Appeal from the United States District Court for the District of Oregon D.C. No. 3:17-cv-01307-HZ Marco A. Hernandez, Chief District Judge, Presiding
Before: OWENS and MILLER, Circuit Judges, and EZRA, District Judge.
The panel unanimously concludes this case is suitable for decision without oral argument. See Fed. R. App. P. 34(a)(2).
MEMORANDUM
Following a jury trial in Oregon state court, Joaquin Tapia-Martinez was convicted on three counts of first-degree sodomy based on his sexual abuse of a then-5-year-old girl who had lived in his home. He was sentenced to 300 months of imprisonment.
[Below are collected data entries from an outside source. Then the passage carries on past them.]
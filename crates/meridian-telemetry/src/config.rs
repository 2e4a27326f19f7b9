//! Telemetry configuration.

use crate::logging::LogConfig;
use crate::metrics::MetricsConfig;

/// Configuration for logging and metrics.
#[derive(Debug, Clone)]
pub struct TelemetryConfig {
    /// Service name (used in metric labels and logs).
    pub service_name: String,

    /// Metrics configuration.
    pub metrics: MetricsConfig,

    /// Logging configuration.
    pub logging: LogConfig,
}

impl TelemetryConfig {
    /// Creates a new configuration builder.
    #[must_use]
    pub fn builder() -> TelemetryConfigBuilder {
        TelemetryConfigBuilder::new()
    }
}

impl Default for TelemetryConfig {
    fn default() -> Self {
        Self {
            service_name: "meridian-gateway".to_string(),
            metrics: MetricsConfig::default(),
            logging: LogConfig::default(),
        }
    }
}

/// Builder for [`TelemetryConfig`].
#[derive(Debug, Default)]
pub struct TelemetryConfigBuilder {
    service_name: Option<String>,
    metrics: Option<MetricsConfig>,
    logging: Option<LogConfig>,
}

impl TelemetryConfigBuilder {
    /// Creates a new builder with default values.
    #[must_use]
    pub fn new() -> Self {
        Self::default()
    }

    /// Sets the service name.
    #[must_use]
    pub fn service_name(mut self, name: &str) -> Self {
        self.service_name = Some(name.to_string());
        self
    }

    /// Sets the metrics configuration.
    #[must_use]
    pub fn metrics(mut self, config: MetricsConfig) -> Self {
        self.metrics = Some(config);
        self
    }

    /// Sets the logging configuration.
    #[must_use]
    pub fn logging(mut self, config: LogConfig) -> Self {
        self.logging = Some(config);
        self
    }

    /// Enables metrics and sets the listener address.
    #[must_use]
    pub fn metrics_addr(mut self, addr: &str) -> Self {
        let config = self.metrics.take().unwrap_or_default();
        self.metrics = Some(MetricsConfig {
            enabled: true,
            addr: addr.to_string(),
            ..config
        });
        self
    }

    /// Builds the configuration, propagating the service name to each
    /// subsystem.
    #[must_use]
    pub fn build(self) -> TelemetryConfig {
        let defaults = TelemetryConfig::default();

        let service_name = self.service_name.unwrap_or(defaults.service_name);

        let mut metrics = self.metrics.unwrap_or(defaults.metrics);
        metrics.service_name = service_name.clone();

        let mut logging = self.logging.unwrap_or(defaults.logging);
        logging.service_name = service_name.clone();

        TelemetryConfig {
            service_name,
            metrics,
            logging,
        }
    }
}

#[cfg(test)]
mod tests {
    use super::*;

    #[test]
    fn test_default_config() {
        let config = TelemetryConfig::default();
        assert_eq!(config.service_name, "meridian-gateway");
        assert!(!config.metrics.enabled);
    }

    #[test]
    fn test_builder_propagates_service_name() {
        let config = TelemetryConfig::builder().service_name("edge-gw").build();

        assert_eq!(config.service_name, "edge-gw");
        assert_eq!(config.metrics.service_name, "edge-gw");
        assert_eq!(config.logging.service_name, "edge-gw");
    }

    #[test]
    fn test_builder_metrics_addr() {
        let config = TelemetryConfig::builder()
            .metrics_addr("127.0.0.1:9999")
            .build();

        assert!(config.metrics.enabled);
        assert_eq!(config.metrics.addr, "127.0.0.1:9999");
    }

    #[test]
    fn test_builder_logging() {
        let config = TelemetryConfig::builder()
            .logging(LogConfig::development())
            .build();

        assert!(!config.logging.json_format);
        assert_eq!(config.logging.service_name, "meridian-gateway");
    }
}
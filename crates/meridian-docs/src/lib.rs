//! # Meridian Docs
//!
//! Merging of service API documents into the gateway's public document.
//!
//! This crate provides:
//! - **[`DocumentMerger`]** combining N documents under a [`ConflictResolution`]
//!   policy, with optional service tagging, `operationId` prefixing and
//!   `userId` header removal
//! - **[`MergeFetcher`]** fetching N documents concurrently and merging them
//!
//! ## Quick Start
//!
//! ```rust,ignore
//! use meridian_discovery::FetchOptions;
//! use meridian_docs::{ConflictResolution, MergeFetcher, MergeOptions};
//!
//! let options = MergeOptions::new()
//!     .title("Public API")
//!     .conflict_resolution(ConflictResolution::Merge)
//!     .add_service_tags(true)
//!     .remove_user_id_headers(true);
//!
//! let merged = MergeFetcher::new()?
//!     .fetch_and_merge(
//!         &["http://users:8080/openapi.json", "http://orders:8080/openapi.json"],
//!         &options,
//!         &FetchOptions::default(),
//!     )
//!     .await?;
//! ```

#![forbid(unsafe_code)]
#![warn(missing_docs)]

mod error;
mod fetch;
mod merger;
mod options;

pub use error::{MergeError, MergeResult};
pub use fetch::{fetch_and_merge, MergeFetcher};
pub use merger::{merge_documents, service_name_token, DocumentMerger, FALLBACK_SERVICE_TOKEN};
pub use options::{
    ConflictResolution, MergeOptions, DEFAULT_MERGED_TITLE, DEFAULT_MERGED_VERSION,
};
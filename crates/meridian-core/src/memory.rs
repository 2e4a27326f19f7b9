//! In-process implementations of [`RouteStore`] and [`ServiceRegistry`].
//!
//! Used by the gateway binary when no external backend is wired in, and by
//! tests throughout the workspace.

use std::sync::atomic::{AtomicBool, Ordering};

use async_trait::async_trait;
use dashmap::DashMap;
use indexmap::IndexMap;
use parking_lot::RwLock;

use crate::error::{StoreError, StoreResult};
use crate::route::{route_key, HttpMethod, Route};
use crate::service::{RegisteredService, SERVICE_KEY_PREFIX};
use crate::store::{RegistryConfig, RouteStore, ServiceRegistry};

/// Route store backed by an insertion-ordered map.
///
/// Routes come back from [`all_routes`](RouteStore::all_routes) in the order
/// they were first saved; re-saving a route replaces it in place.
#[derive(Debug, Default)]
pub struct InMemoryRouteStore {
    routes: RwLock<IndexMap<String, Route>>,
}

impl InMemoryRouteStore {
    /// Creates an empty store.
    pub fn new() -> Self {
        Self::default()
    }

    /// Number of stored routes.
    pub fn len(&self) -> usize {
        self.routes.read().len()
    }

    /// Returns `true` if no routes are stored.
    pub fn is_empty(&self) -> bool {
        self.routes.read().is_empty()
    }

    /// Removes every route.
    pub fn clear(&self) {
        self.routes.write().clear();
    }
}

#[async_trait]
impl RouteStore for InMemoryRouteStore {
    async fn save_route(&self, route: Route) -> StoreResult<()> {
        let key = route.key();
        tracing::trace!(key = %key, service = %route.service_name, "saving route");
        self.routes.write().insert(key, route);
        Ok(())
    }

    async fn all_routes(&self) -> StoreResult<Vec<Route>> {
        Ok(self.routes.read().values().cloned().collect())
    }

    async fn find_route(&self, method: HttpMethod, path: &str) -> StoreResult<Option<Route>> {
        Ok(self.routes.read().get(&route_key(method, path)).cloned())
    }
}

/// Service registry backed by a concurrent hash map.
///
/// [`init`](ServiceRegistry::init) only marks the registry ready; every other
/// call fails with [`StoreError::NotInitialized`] until then. Listings are
/// sorted by key so results are stable.
#[derive(Debug, Default)]
pub struct InMemoryServiceRegistry {
    services: DashMap<String, RegisteredService>,
    ready: AtomicBool,
}

impl InMemoryServiceRegistry {
    /// Creates an uninitialized registry.
    pub fn new() -> Self {
        Self::default()
    }

    /// Creates a registry that is already initialized.
    pub fn ready() -> Self {
        let registry = Self::new();
        registry.ready.store(true, Ordering::SeqCst);
        registry
    }

    fn ensure_ready(&self) -> StoreResult<()> {
        if self.ready.load(Ordering::SeqCst) {
            Ok(())
        } else {
            Err(StoreError::NotInitialized)
        }
    }

    fn sorted(&self, filter: impl Fn(&RegisteredService) -> bool) -> Vec<RegisteredService> {
        let mut entries: Vec<_> = self
            .services
            .iter()
            .filter(|entry| filter(entry.value()))
            .map(|entry| (entry.key().clone(), entry.value().clone()))
            .collect();
        entries.sort_by(|a, b| a.0.cmp(&b.0));
        entries.into_iter().map(|(_, service)| service).collect()
    }
}

#[async_trait]
impl ServiceRegistry for InMemoryServiceRegistry {
    async fn init(&self, config: &RegistryConfig) -> StoreResult<()> {
        tracing::debug!(host = %config.host, port = config.port, db = config.db, "in-memory registry ready");
        self.ready.store(true, Ordering::SeqCst);
        Ok(())
    }

    async fn register_service(&self, service: RegisteredService) -> StoreResult<()> {
        self.ensure_ready()?;
        let key = service.key();
        tracing::debug!(key = %key, "registering service");
        self.services.insert(key, service);
        Ok(())
    }

    async fn unregister_service(&self, key: &str) -> StoreResult<()> {
        self.ensure_ready()?;
        let namespaced = key
            .strip_prefix(SERVICE_KEY_PREFIX)
            .is_some_and(|rest| rest.starts_with(':'));
        if !namespaced {
            return Err(StoreError::invalid_key(
                key,
                format!("expected '{SERVICE_KEY_PREFIX}:' prefix"),
            ));
        }
        tracing::debug!(key = %key, "unregistering service");
        self.services.remove(key);
        Ok(())
    }

    async fn get_service(&self, key: &str) -> StoreResult<Option<RegisteredService>> {
        self.ensure_ready()?;
        Ok(self.services.get(key).map(|entry| entry.value().clone()))
    }

    async fn registered_services(&self) -> StoreResult<Vec<RegisteredService>> {
        self.ensure_ready()?;
        Ok(self.sorted(|_| true))
    }

    async fn services_by_name(&self, name: &str) -> StoreResult<Vec<RegisteredService>> {
        self.ensure_ready()?;
        Ok(self.sorted(|service| service.metadata().name == name))
    }
}

#[cfg(test)]
mod tests {
    use super::*;
    use crate::route::HttpProtocol;
    use crate::service::{HttpServiceMetadata, ServiceMetadata};

    fn http_service(id: &str, name: &str) -> RegisteredService {
        HttpServiceMetadata::new(ServiceMetadata::new(id, name, "localhost"), 3000, "openapi.json")
            .into()
    }

    #[tokio::test]
    async fn test_route_store_upsert() {
        let store = InMemoryRouteStore::new();
        let route = Route::new(HttpMethod::Get, "/users", HttpProtocol::Http, "users");
        store.save_route(route.clone()).await.unwrap();

        let mut replaced = route.clone();
        replaced.require_auth = true;
        store.save_route(replaced).await.unwrap();

        assert_eq!(store.len(), 1);
        let found = store
            .find_route(HttpMethod::Get, "/users")
            .await
            .unwrap()
            .unwrap();
        assert!(found.require_auth);
        assert!(store
            .find_route(HttpMethod::Post, "/users")
            .await
            .unwrap()
            .is_none());
    }

    #[tokio::test]
    async fn test_route_store_keeps_first_insert_order() {
        let store = InMemoryRouteStore::new();
        for path in ["/b", "/a", "/c"] {
            store
                .save_route(Route::new(HttpMethod::Get, path, HttpProtocol::Http, "svc"))
                .await
                .unwrap();
        }
        store
            .save_route(Route::new(HttpMethod::Get, "/b", HttpProtocol::Https, "svc"))
            .await
            .unwrap();

        let paths: Vec<_> = store
            .all_routes()
            .await
            .unwrap()
            .into_iter()
            .map(|r| r.path)
            .collect();
        assert_eq!(paths, vec!["/b", "/a", "/c"]);
        assert_eq!(store.route_key(HttpMethod::Get, "/b"), "routes:GET:/b");
    }

    #[tokio::test]
    async fn test_registry_requires_init() {
        let registry = InMemoryServiceRegistry::new();
        let err = registry
            .register_service(http_service("1", "users"))
            .await
            .unwrap_err();
        assert!(matches!(err, StoreError::NotInitialized));

        registry.init(&RegistryConfig::default()).await.unwrap();
        registry
            .register_service(http_service("1", "users"))
            .await
            .unwrap();
        assert!(registry
            .get_service("services:users-1")
            .await
            .unwrap()
            .is_some());
    }

    #[tokio::test]
    async fn test_registry_lookup_and_unregister() {
        let registry = InMemoryServiceRegistry::ready();
        registry.register_service(http_service("2", "users")).await.unwrap();
        registry.register_service(http_service("1", "users")).await.unwrap();
        registry.register_service(http_service("1", "orders")).await.unwrap();
        registry.register_service(http_service("1", "orders")).await.unwrap();

        let all = registry.registered_services().await.unwrap();
        let keys: Vec<_> = all.iter().map(RegisteredService::key).collect();
        assert_eq!(
            keys,
            vec!["services:orders-1", "services:users-1", "services:users-2"]
        );

        assert_eq!(registry.services_by_name("users").await.unwrap().len(), 2);

        registry.unregister_service("services:users-1").await.unwrap();
        registry.unregister_service("services:users-1").await.unwrap();
        assert_eq!(registry.services_by_name("users").await.unwrap().len(), 1);

        let err = registry.unregister_service("users-2").await.unwrap_err();
        assert!(matches!(err, StoreError::InvalidKey { .. }));
    }
}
Tapia-Martinez petitioned for state postconviction relief, arguing that his trial counsel rendered ineffective assistance by failing to call additional defense witnesses. But Tapia-Martinez took no action to advance his claim, so the Oregon state court denied his petition. Tapia-Martinez then petitioned for a writ of habeas corpus, arguing that the federal district court should excuse his procedural default in state court and grant him relief on his ineffective-assistance claim. The district court held that Tapia-Martinez did not satisfy the requirements for excusing a procedural default under Martinez v. Ryan, 566 U.S. 1 (2012), so it denied his petition. We have jurisdiction under 28 U.S.C. § 2253, and we affirm.
Tapia-Martinez does not dispute that his ineffective-assistance claim was procedurally defaulted. Therefore, the question before us is whether he successfully excused this default under Martinez. The Supreme Court's recent decision in Shinn v. Ramirez, 142 S.Ct. 1718 (2022), controls our answer. The Court in Shinn held that a federal court reviewing a habeas petition under 28 U.S.C. § 2254 may not look beyond the factual record that was before the state postconviction-relief court unless one of the limited exceptions in section 2254(e) applies. Id. at 1734. Tapia-Martinez's Martinez excuse claim relies entirely on evidence outside of the state-court record, and the exceptions in section 2254(e) do not apply to his new evidence. Therefore, "[b]ecause we cannot consider the evidence presented for the first time to the district court, [his] Martinez claim necessarily fails." Creech v. Richardson, 40 F.4th 1013, 1029 (9th Cir. 2022).
AFFIRMED.
The Honorable David A. Ezra, United States District Judge for the District of Hawaii, sitting by designation.